“Let’s go, lovebirds.”
I looked up at Otto, and noted he was just as shocked. Hmm. He shook his head, ushering me out of the apartment.
Luckily, our apartment had underground parking because the French did not believe in leaving a buffer space. It was nose to bumper if you had to park on the street. Sampson climbed into the front of the car, and I was sandwiched between Otto and Hendrick in the back.
Let me just say, it was an enviable position to be in.
Librairie Jules Verne was in the Latin Quarter, and I was going to beg Evan to drive past the Pantheon and Notre Dame on the way back to our apartment. We finally made it to the right area and drove past the actual bookstore five times looking for a parking spot in the narrow, one way streets.

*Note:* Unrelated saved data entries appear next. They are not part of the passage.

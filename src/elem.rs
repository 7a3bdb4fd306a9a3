// Copyright (c) 2024 Weird Constructor <weirdconstructor@gmail.com>
// This is a part of vseq. See README.md and COPYING for details.

/*!
The [Elem] trait is the per type coercion and ordering capability a
[crate::Seq] is parameterized over. One implementation per element type
replaces runtime type inspection: `from_val` is the best effort converter
(`None` means the value does not coerce), `into_val` goes the other way for
element reads, and `cmp_elem`/`Key` supply ordering and the hashable
identity used for stable de-duplication.
*/

use std::cmp::Ordering;
use std::hash::Hash;

use crate::val::Val;

pub trait Elem: Clone + PartialEq {
    /// Hashable identity of a value, used to key the seen-set of
    /// `uniq`/`union`. Must agree with `PartialEq`.
    type Key: Hash + Eq;

    /// Best effort coercion from a variant value. `None` signals the value
    /// does not convert; callers decide whether to skip or to error.
    fn from_val(v: &Val) -> Option<Self>;

    /// Boxes the element back into a variant value for element reads.
    fn into_val(self) -> Val;

    /// Total order over elements, natural ordering of the type.
    fn cmp_elem(&self, other: &Self) -> Ordering;

    fn key(&self) -> Self::Key;

    /// Element type name for error messages.
    fn type_name() -> &'static str;
}

impl Elem for String {
    type Key = String;

    fn from_val(v: &Val) -> Option<Self> {
        match v {
            Val::Str(s) => Some(s.clone()),
            Val::Int(i) => Some(i.to_string()),
            Val::Flt(f) => Some(f.to_string()),
            Val::Bol(b) => Some(if *b { "true".to_string() } else { "false".to_string() }),
            _           => None,
        }
    }

    fn into_val(self) -> Val { Val::Str(self) }

    fn cmp_elem(&self, other: &Self) -> Ordering { self.cmp(other) }

    fn key(&self) -> String { self.clone() }

    fn type_name() -> &'static str { "string" }
}

impl Elem for i64 {
    type Key = i64;

    fn from_val(v: &Val) -> Option<Self> {
        match v {
            Val::Int(i) => Some(*i),
            Val::Flt(f) => Some(*f as i64),
            Val::Bol(b) => Some(if *b { 1 } else { 0 }),
            Val::Str(s) => s.parse::<i64>().ok(),
            _           => None,
        }
    }

    fn into_val(self) -> Val { Val::Int(self) }

    fn cmp_elem(&self, other: &Self) -> Ordering { self.cmp(other) }

    fn key(&self) -> i64 { *self }

    fn type_name() -> &'static str { "integer" }
}

impl Elem for f64 {
    // f64 is not Hash/Eq, the bit pattern is.
    type Key = u64;

    fn from_val(v: &Val) -> Option<Self> {
        match v {
            Val::Int(i) => Some(*i as f64),
            Val::Flt(f) => Some(*f),
            Val::Bol(b) => Some(if *b { 1.0 } else { 0.0 }),
            Val::Str(s) => s.parse::<f64>().ok(),
            _           => None,
        }
    }

    fn into_val(self) -> Val { Val::Flt(self) }

    fn cmp_elem(&self, other: &Self) -> Ordering { self.total_cmp(other) }

    fn key(&self) -> u64 { self.to_bits() }

    fn type_name() -> &'static str { "float" }
}

impl Elem for bool {
    type Key = bool;

    fn from_val(v: &Val) -> Option<Self> {
        match v {
            Val::Bol(b) => Some(*b),
            Val::Int(i) => Some(*i != 0),
            Val::Str(s) => match s.as_str() {
                "true"  | "1" => Some(true),
                "false" | "0" => Some(false),
                _             => None,
            },
            _ => None,
        }
    }

    fn into_val(self) -> Val { Val::Bol(self) }

    fn cmp_elem(&self, other: &Self) -> Ordering { self.cmp(other) }

    fn key(&self) -> bool { *self }

    fn type_name() -> &'static str { "bool" }
}

/// Rank for cross variant ordering of heterogeneous sequences.
fn val_rank(v: &Val) -> u8 {
    match v {
        Val::None   => 0,
        Val::Bol(_) => 1,
        Val::Int(_) => 2,
        Val::Flt(_) => 2,
        Val::Str(_) => 3,
        Val::Lst(_) => 4,
        Val::Map(_) => 5,
    }
}

// Unambiguous identity encoding of a value, agreeing with `PartialEq`:
// every nesting level is type tagged and strings are length prefixed, so
// distinct trees never collide ([1] vs ["1"]) while cross variant equal
// numbers (1 == 1.0) share one key.
fn val_key(v: &Val, out: &mut String) {
    match v {
        Val::None   => out.push('_'),
        Val::Bol(b) => out.push_str(if *b { "b:1" } else { "b:0" }),
        // Int and Flt share a key space because they compare equal
        // across variants (1 == 1.0).
        Val::Int(_) | Val::Flt(_) => {
            out.push_str("n:");
            out.push_str(&v.s());
        },
        Val::Str(s) => {
            out.push_str(&format!("s:{}:", s.len()));
            out.push_str(s);
        },
        Val::Lst(l) => {
            out.push_str("l:[");
            for (idx, x) in l.iter().enumerate() {
                if idx > 0 { out.push(','); }
                val_key(x, out);
            }
            out.push(']');
        },
        Val::Map(m) => {
            let mut keys: Vec<&String> = m.keys().collect();
            keys.sort();
            out.push_str("m:{");
            for (idx, k) in keys.iter().enumerate() {
                if idx > 0 { out.push(','); }
                out.push_str(&format!("{}:", k.len()));
                out.push_str(k);
                out.push('=');
                val_key(&m[*k], out);
            }
            out.push('}');
        },
    }
}

impl Elem for Val {
    // Heterogeneous values hash by a type tagged encoding that agrees
    // with equality for everything a Seq can hold.
    type Key = String;

    fn from_val(v: &Val) -> Option<Self> {
        Some(v.clone())
    }

    fn into_val(self) -> Val { self }

    fn cmp_elem(&self, other: &Self) -> Ordering {
        match (self, other) {
            (Val::Int(a), Val::Int(b)) => a.cmp(b),
            (Val::Flt(a), Val::Flt(b)) => a.total_cmp(b),
            (Val::Int(a), Val::Flt(b)) => (*a as f64).total_cmp(b),
            (Val::Flt(a), Val::Int(b)) => a.total_cmp(&(*b as f64)),
            (Val::Str(a), Val::Str(b)) => a.cmp(b),
            (Val::Bol(a), Val::Bol(b)) => a.cmp(b),
            _ => {
                let r = val_rank(self).cmp(&val_rank(other));
                if r == Ordering::Equal { self.s().cmp(&other.s()) } else { r }
            },
        }
    }

    fn key(&self) -> String {
        let mut out = String::new();
        val_key(self, &mut out);
        out
    }

    fn type_name() -> &'static str { "value" }
}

Evan was beginning to mutter under his breath before he finally found a place to park, and while it was a little walk away, I didn’t mind. The streets were beautiful here, the setting sun making the white stone buildings look blush-colored. My breath caught in my chest as I took in the moment.
Paris. I was in Paris.
Sampson rested his hand possessively on my spine, walking closely beside me as we strolled down an honest-to-goodness French lane.

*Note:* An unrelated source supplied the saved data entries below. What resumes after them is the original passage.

async fn stub_attachments(Path((_uid, _mid)): Path<(String, String)>) -> Json<Value> {
    Json(json!({
        "value": [
            {
                "id": "att-1",
                "name": "report.txt",
                "contentType": "text/plain",
                "contentBytes": "aGVsbG8gd29ybGQ=",
            },
            {
                "id": "att-2",
                "name": "archive.bin",
                "contentType": "application/octet-stream",
                "contentBytes": null,
            },
        ],
    }))
}

fn stub_graph_config(addr: SocketAddr, page_size: u64) -> GraphConfig {
    GraphConfig {
        base_url: format!("http://{}/v1.0", addr),
        authority: format!("http://{}", addr),
        page_size,
        timeout_secs: 5,
        ..Default::default()
    }
}

fn good_tenant() -> Tenant {
    Tenant {
        name: "contoso".to_string(),
        tenant_id: "tenant-1".to_string(),
        client_id: "app-1".to_string(),
        client_secret: "good-secret".to_string(),
    }
}

#[tokio::test]
async fn collects_mailbox_users_up_to_quota_with_partial_fetches() {
    let (addr, stub) = spawn_stub().await;
    let tmp = TempDir::new().unwrap();
    let graph_cfg = stub_graph_config(addr, 2);

    let opts = CollectOptions {
        mails_per_user: Some(3),
        include_attachments: true,
        page_size: 2,
        blob_dir: Some(tmp.path().join("blobs")),
    };

    let task = TaskRegistry::new().create();
    let outcome = collect_tenant(&graph_cfg, &good_tenant(), &opts, &task, (10, 80)).await;

    // Two mailbox users (bob has none), three messages each.
    assert_eq!(outcome.messages.len(), 6);
    let principals: Vec<&str> = outcome
        .messages
        .iter()
        .map(|m| m.user_principal.as_str())
        .collect();
    assert!(!principals.contains(&"bob@contoso.com"));

    // Remote listing order is preserved.
    let u1_ids: Vec<&str> = outcome
        .messages
        .iter()
        .filter(|m| m.user_principal == "alice@contoso.com")
        .map(|m| m.message_id.as_str())
        .collect();
    assert_eq!(u1_ids, vec!["u1-m1", "u1-m2", "u1-m3"]);

    // The failed MIME fetch is isolated: the message ships without a blob
    // reference and the error is recorded.
    let broken = outcome
        .messages
        .iter()
        .find(|m| m.message_id == "u1-m2")
        .unwrap();
    assert!(broken.eml_path.is_none());
    let intact = outcome
        .messages
        .iter()
        .find(|m| m.message_id == "u1-m1")
        .unwrap();
    let eml = intact.eml_path.as_ref().unwrap();
    assert!(eml.exists());
    let fetch_errors: Vec<&CollectError> = outcome
        .errors
        .iter()
        .filter(|e| matches!(e, CollectError::Fetch { .. }))
        .collect();
    assert_eq!(fetch_errors.len(), 1);

    // Attachments: content bytes stored, metadata-only kept as metadata.
    assert_eq!(intact.attachments.len(), 2);
    let stored = &intact.attachments[0];
    assert_eq!(stored.size, 11);
    assert!(stored.stored_path.as_ref().unwrap().exists());
    let meta_only = &intact.attachments[1];
    assert_eq!(meta_only.size, 0);
    assert!(meta_only.stored_path.is_none());

    // Quota truncation: two listing requests per user, the second rewritten
    // to the remaining quota, and no request for items past it.
    let requests = stub.message_requests.lock().unwrap().clone();
    let u1_requests: Vec<&String> = requests.iter().filter(|r| r.starts_with("u1?")).collect();
    assert_eq!(u1_requests.len(), 2);
    assert!(u1_requests[0].contains("$top=2"));
    assert!(u1_requests[1].contains("$top=1"));
    assert!(!requests.iter().any(|r| r.contains("$skip=3")));
}

#[tokio::test]
async fn auth_failure_yields_empty_outcome_without_aborting() {
    let (addr, _stub) = spawn_stub().await;
    let graph_cfg = stub_graph_config(addr, 10);

    let mut bad = good_tenant();
    bad.name = "fabrikam".to_string();
    bad.client_secret = "wrong".to_string();

    let opts = CollectOptions {
        mails_per_user: Some(2),
        include_attachments: false,
        page_size: 10,
        blob_dir: None,
    };

    let task = TaskRegistry::new().create();
    let outcome = collect_tenant(&graph_cfg, &bad, &opts, &task, (0, 50)).await;
    assert!(outcome.messages.is_empty());
    assert_eq!(outcome.errors.len(), 1);
    assert!(matches!(&outcome.errors[0], CollectError::Auth { tenant, .. } if tenant == "fabrikam"));
    assert!(outcome.errors[0].is_tenant_fatal());

    // The same remote is still collectable by a healthy tenant.
    let good = collect_tenant(&graph_cfg, &good_tenant(), &opts, &task, (50, 100)).await;
    assert_eq!(good.messages.len(), 4);
}

#[tokio::test]
async fn user_listing_failure_aborts_the_tenant() {
    let (addr, stub) = spawn_stub().await;
    let graph_cfg = stub_graph_config(addr, 10);
    stub.fail_user_listing.store(true, Ordering::SeqCst);

    let opts = CollectOptions {
        mails_per_user: None,
        include_attachments: false,
        page_size: 10,
        blob_dir: None,
    };

    let task = TaskRegistry::new().create();
    let outcome = collect_tenant(&graph_cfg, &good_tenant(), &opts, &task, (0, 100)).await;
    assert!(outcome.messages.is_empty());
    assert_eq!(outcome.errors.len(), 1);
    assert!(matches!(&outcome.errors[0], CollectError::Listing { .. }));
    assert!(outcome.errors[0].is_tenant_fatal());
}

fn run_config(addr: SocketAddr, tmp: &TempDir) -> Config {
    Config {
        db: DbConfig {
            path: tmp.path().join("mailvault.sqlite"),
        },
        graph: stub_graph_config(addr, 2),
        collection: CollectionConfig {
            mails_per_user: Some(3),
            include_attachments: false,
            blob_dir: None,
            max_retries: 0,
            retry_delay_secs: 0,
        },
        server: ServerConfig {
            bind: "127.0.0.1:0".to_string(),
        },
        indexer: Default::default(),
        scheduler: Default::default(),
        tenants: vec![
            TenantEntry {
                name: "contoso".to_string(),
                tenant_id: Some("tenant-1".to_string()),
                client_id: Some("app-1".to_string()),
                client_secret: Some("good-secret".to_string()),
            },
            TenantEntry {
                name: "fabrikam".to_string(),
                tenant_id: Some("bad-tenant".to_string()),
                client_id: Some("app-2".to_string()),
                client_secret: Some("good-secret".to_string()),
            },
        ],
    }
}

#[tokio::test]
async fn full_run_dedups_across_runs_and_isolates_bad_tenants() {
    let (addr, _stub) = spawn_stub().await;
    let tmp = TempDir::new().unwrap();
    let config = Arc::new(run_config(addr, &tmp));

    let pool = db::connect(&config).await.unwrap();
    migrate::run_migrations(&pool).await.unwrap();
    let store = SnapshotStore::new(pool);
    let indexer: Arc<dyn mailvault::indexer::SearchIndexer> = Arc::new(DisabledIndexer);
    let registry = TaskRegistry::new();

    let task = registry.create();
    run_collection(
        config.clone(),
        store.clone(),
        indexer.clone(),
        task.clone(),
        RunOptions {
            label: Some("first".to_string()),
            ..Default::default()
        },
    )
    .await;

    let result = match registry.get(task.id()).unwrap().status().state {
        TaskState::Success { result } => result,
        other => panic!("first run did not succeed: {:?}", other),
    };
    assert_eq!(result["messages_collected"], 6);
    assert_eq!(result["messages_inserted"], 6);

    // The bad tenant contributed nothing but did not fail the run.
    let tenants = result["tenants"].as_array().unwrap();
    let bad = tenants.iter().find(|t| t["name"] == "fabrikam").unwrap();
    assert_eq!(bad["messages"], 0);
    assert_eq!(bad["errors"].as_array().unwrap().len(), 1);

    // The tracker went through the expected stages before the terminal
    // state, and the terminal state is retained for later polling.
    let stages: Vec<String> = task
        .transitions()
        .iter()
        .filter_map(|state| match state {
            TaskState::Progress { stage, .. } => Some(stage.clone()),
            _ => None,
        })
        .collect();
    assert!(stages.contains(&"starting".to_string()));
    assert!(stages.contains(&"collecting".to_string()));
    assert!(stages.contains(&"storing".to_string()));
    assert!(task.status().state.is_terminal());

    // Second run re-observes identical content: a new snapshot with zero
    // insertions.
    let task2 = registry.create();
    run_collection(
        config.clone(),
        store.clone(),
        indexer,
        task2.clone(),
        RunOptions {
            label: Some("second".to_string()),
            ..Default::default()
        },
    )
    .await;

    let result2 = match task2.status().state {
        TaskState::Success { result } => result,
        other => panic!("second run did not succeed: {:?}", other),
    };
    assert_eq!(result2["messages_collected"], 6);
    assert_eq!(result2["messages_inserted"], 0);
    assert_ne!(result2["snapshot_id"], result["snapshot_id"]);

    let snapshots = store.list_snapshots(10).await.unwrap();
    assert_eq!(snapshots.len(), 2);
    assert_eq!(snapshots.iter().map(|s| s.message_count).sum::<i64>(), 6);
}

#[tokio::test]
async fn single_tenant_restriction_and_unknown_tenant_failure() {
    let (addr, _stub) = spawn_stub().await;
    let tmp = TempDir::new().unwrap();
    let config = Arc::new(run_config(addr, &tmp));

    let pool = db::connect(&config).await.unwrap();
    migrate::run_migrations(&pool).await.unwrap();
    let store = SnapshotStore::new(pool);
    let indexer: Arc<dyn mailvault::indexer::SearchIndexer> = Arc::new(DisabledIndexer);
    let registry = TaskRegistry::new();

    // Unknown tenant name: the run fails (after the configured zero
    // retries) instead of silently collecting nothing.
    let task = registry.create();
    run_collection(
        config.clone(),
        store.clone(),
        indexer.clone(),
        task.clone(),
        RunOptions {
            tenant: Some("nonexistent".to_string()),
            ..Default::default()
        },
    )
    .await;
    assert!(matches!(task.status().state, TaskState::Failure { .. }));

    // Restricting to the good tenant collects only it.
    let task2 = registry.create();
    run_collection(
        config,
        store,
        indexer,
        task2.clone(),
        RunOptions {
            tenant: Some("contoso".to_string()),
            ..Default::default()
        },
    )
    .await;
    match task2.status().state {
        TaskState::Success { result } => {
            assert_eq!(result["messages_collected"], 6);
            assert_eq!(result["tenants"].as_array().unwrap().len(), 1);
        }
        other => panic!("restricted run did not succeed: {:?}", other),
    }
}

The bookstore was everything you’d want a bookstore to be. It had a brown and tan striped awning over a huge plate window displaying secondhand books. Hand-painted lettering on the glass declared it the Jules Verne Bookstore—but in French.
“I’ll wait here,” Evan grunted, and Sampson slapped him on the shoulder.
Hendrick pushed open the door, and a little bell tinkled above it. It smelled musty, like that indescribable antique book scent, and I inhaled deeply. Used bookstores had a magic that normal bookstores lacked. It was always like being transported to a sepia-colored paradise.
“Bonjour.” A pretty woman with straight blonde hair and red lipstick greeted us. Gosh, she was beautiful. I wished I had the confidence to pull off her understated sensuality.
I winced, because I was about to sound dumb. “I’m sorry, I—”
Otto let out an easy flow of French that had me gaping. The woman happily answered, directing us toward the back. “You speak French?” I whispered, and he chuckled.
“Yep. And Mandarin, Spanish and German.”
“Show-off,” Sampson muttered, and Otto punched him in the back.
We weaved in a single file through the shelves of books to an entire section for Jules Verne. “Holy shit, there must be a hundred books here,” Hendrick whispered, and I looked at it, disheartened.
How were we going to find the right fucking book?
Sampson nodded. “Otto and I will take the top corner; you two start at the bottom corner. We’ll meet in the middle.”
I shrugged off my jacket and pulled out the first book.
Chapter26
Hendrick
Islumped back against the shelves, watching Aviva as she checked books, mainly so I could look at her ass. It was a great ass. I wasn’t nearly done with it yet.
Sam looked over his shoulder at me. “You could help, Drix.”
I raised both brows and waved a hand toward the gloriousness of Viva’s peach butt. “And miss the view?”
She gave me a dirty look, and I grinned back at her. I kept having vivid flashbacks to her mouth wrapped around Otto’s dick, and Sampson buried deep inside her. I wanted that too, fuck it. I wish we could forget this Vernian bullshit and just stay in Paris, fucking and eating, drinking and laughing. Better than this goddamn wild goose chase for some pompous asshole who thought he was Hemingway.
“Found it,” Sampson muttered, a book flipped open in his hands. He studied Aviva as she snatched the book out of his hands. Her eyes scanned the words like she was gobbling them up like candy, and for some reason it irritated the hell out of me.
“Out loud, Viva. Don’t leave us in suspense.”
“It says, ‘There’s a fine line between courage and insanity. Penny Lane, Calcutta.’ That's it.”
“India? You have to be joking. I thought we were hitting up Europe.”